* **PROBLEM TO SOLVE**:
Should a line in the entries below contain "struct", return that line.

◇ ◇ ◇ ◇

//! Vocabulary and spaced review for wordgarden
//!
//! This module provides:
//! - Word packs (built-in or loaded from JSON)
//! - The review ledger and staged spaced repetition scheduler
//! - Multiple-choice rounds for the matching game, quiz and review flow

pub mod catalog;
pub mod models;
pub mod quiz;
pub mod scheduler;

pub use catalog::{Catalog, CatalogError, WordPack};
pub use models::*;
pub use scheduler::{IntervalTable, Mastery, Scheduler};
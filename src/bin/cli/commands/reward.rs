use anyhow::Result;

use wordgarden_lib::progress::rewards;

use crate::app::App;
use crate::{OutputFormat, RewardKind};

pub fn run(app: &mut App, kind: RewardKind, count: u32, format: &OutputFormat) -> Result<()> {
    let amount = match kind {
        RewardKind::Review => rewards::review_session_reward(count as usize),
        RewardKind::Game => rewards::match_game_reward(count),
        RewardKind::Quiz => rewards::quiz_reward(count),
    };

    app.session.award_stars(amount);
    let stars = app.session.state().stats.stars;

    match format {
        OutputFormat::Json => {
            let output = serde_json::json!({
                "awarded": amount,
                "stars": stars,
            });
            println!("{}", serde_json::to_string_pretty(&output)?);
        }
        OutputFormat::Plain => println!("+{} stars ({} total)", amount, stars),
    }

    Ok(())
}
//! Staged spaced repetition
//!
//! Every mastered word sits at a stage that indexes a fixed table of spacing
//! intervals. A word is due once the interval of its current stage has elapsed
//! since its last review. Success moves the word one stage up, failure drops it
//! back to stage 0. A word whose stage reaches the table length has graduated
//! and is never due again.
//!
//! Default table: 1 hour, 1 day, 3 days, 7 days, 14 days, 30 days.

use chrono::{DateTime, Duration, Utc};

use super::models::{Ledger, ReviewRecord};

/// Longest interval accepted from configuration (about a century)
const MAX_INTERVAL_SECS: i64 = 100 * 365 * 24 * 60 * 60;

/// Ordered spacing intervals, one per stage
#[derive(Debug, Clone, PartialEq, Eq)]
pub struct IntervalTable {
    intervals: Vec<Duration>,
}

impl IntervalTable {
    /// Build a table from explicit intervals. An empty list yields the default table.
    pub fn new(intervals: Vec<Duration>) -> Self {
        if intervals.is_empty() {
            return Self::default();
        }
        Self { intervals }
    }

    /// Build a table from whole seconds, as written in the config file
    pub fn from_secs(secs: &[u64]) -> Self {
        Self::new(
            secs.iter()
                .map(|s| Duration::seconds(i64::try_from(*s).unwrap_or(i64::MAX).min(MAX_INTERVAL_SECS)))
                .collect(),
        )
    }

    /// Number of stages before graduation
    pub fn len(&self) -> usize {
        self.intervals.len()
    }

    pub fn is_empty(&self) -> bool {
        self.intervals.is_empty()
    }

    /// Interval for a stage, `None` once graduated
    pub fn interval(&self, stage: usize) -> Option<Duration> {
        self.intervals.get(stage).copied()
    }
}

impl Default for IntervalTable {
    fn default() -> Self {
        Self {
            intervals: vec![
                Duration::hours(1),
                Duration::days(1),
                Duration::days(3),
                Duration::days(7),
                Duration::days(14),
                Duration::days(30),
            ],
        }
    }
}

/// What `mark_mastered` did to the ledger
#[derive(Debug, Clone, Copy, PartialEq, Eq)]
pub enum Mastery {
    /// The word had no record; one was created
    First,
    /// The word already had a record; its schedule was restarted
    Reset,
}

/// Pure scheduling rules over a ledger value.
///
/// None of the operations mutate their input; each returns a new ledger.
#[derive(Debug, Clone, Default)]
pub struct Scheduler {
    table: IntervalTable,
}

impl Scheduler {
    pub fn new(table: IntervalTable) -> Self {
        Self { table }
    }

    pub fn table(&self) -> &IntervalTable {
        &self.table
    }

    /// Stage at which a record is graduated
    pub fn graduated_stage(&self) -> usize {
        self.table.len()
    }

    pub fn is_graduated(&self, record: &ReviewRecord) -> bool {
        record.stage >= self.graduated_stage()
    }

    /// Mark a word as mastered, starting (or restarting) its schedule at stage 0.
    ///
    /// The word id is not checked against the catalog.
    pub fn mark_mastered(&self, ledger: &Ledger, word_id: &str, now: DateTime<Utc>) -> (Ledger, Mastery) {
        let mastery = if ledger.contains(word_id) {
            Mastery::Reset
        } else {
            Mastery::First
        };
        (ledger.with_record(ReviewRecord::new(word_id, now)), mastery)
    }

    /// Apply a review outcome. Words without a record are ignored.
    pub fn record_review_outcome(
        &self,
        ledger: &Ledger,
        word_id: &str,
        success: bool,
        now: DateTime<Utc>,
    ) -> Ledger {
        let Some(existing) = ledger.get(word_id) else {
            log::debug!("scheduler: ignoring review of unknown word {}", word_id);
            return ledger.clone();
        };

        let stage = if success {
            (existing.stage + 1).min(self.graduated_stage())
        } else {
            0
        };

        ledger.with_record(ReviewRecord {
            word_id: word_id.to_string(),
            last_review_time: now,
            stage,
        })
    }

    /// Whether a single record is due at `now`. Equality with the interval counts as due.
    pub fn is_due(&self, record: &ReviewRecord, now: DateTime<Utc>) -> bool {
        match self.table.interval(record.stage) {
            Some(interval) => now - record.last_review_time >= interval,
            None => false,
        }
    }

    /// Records due for review at `now`, in ledger order
    pub fn due_set<'a>(&self, ledger: &'a Ledger, now: DateTime<Utc>) -> Vec<&'a ReviewRecord> {
        ledger.records().filter(|r| self.is_due(r, now)).collect()
    }

    /// When a record next becomes due, `None` once graduated
    pub fn next_due_at(&self, record: &ReviewRecord) -> Option<DateTime<Utc>> {
        self.table
            .interval(record.stage)
            .map(|interval| record.last_review_time + interval)
    }
}

/// Format a duration as a compact label (`now`, `45m`, `1h`, `3d`, `2w`, `1mo`, `1y`)
pub fn format_interval(duration: Duration) -> String {
    let minutes = duration.num_minutes();
    let days = duration.num_days();

    if minutes <= 0 {
        "now".to_string()
    } else if minutes < 60 {
        format!("{}m", minutes)
    } else if days < 1 {
        format!("{}h", duration.num_hours())
    } else if days < 7 {
        format!("{}d", days)
    } else if days < 30 {
        format!("{}w", days / 7)
    } else if days < 365 {
        format!("{}mo", days / 30)
    } else {
        format!("{}y", days / 365)
    }
}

◇ ◇ ◇ ◇

* **REPLY TO THE EXERCISE**:
pub struct IntervalTable {
pub struct Scheduler {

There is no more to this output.